## What is expected
Print out all the records, word for word.

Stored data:
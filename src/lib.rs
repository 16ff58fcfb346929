//! Browse the RAWG games catalog.
//!
//! [`rawg::RawgClient`] talks to the catalog API and [`state::CatalogViewState`] turns user
//! intents (load, search, select) into an observable [`state::CatalogSnapshot`].

pub mod cli;
pub mod config;
pub mod models;
pub mod rawg;
pub mod render;
pub mod state;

## Answer to this task
filename src/lib.rs
repository 16ff58fcfb346929
//! Browse the RAWG games catalog.
//!
//! [`rawg::RawgClient`] talks to the catalog API and [`state::CatalogViewState`] turns user
//! intents (load, search, select) into an observable [`state::CatalogSnapshot`].

pub mod cli;
pub mod config;
pub mod models;
pub mod rawg;
pub mod render;
pub mod state;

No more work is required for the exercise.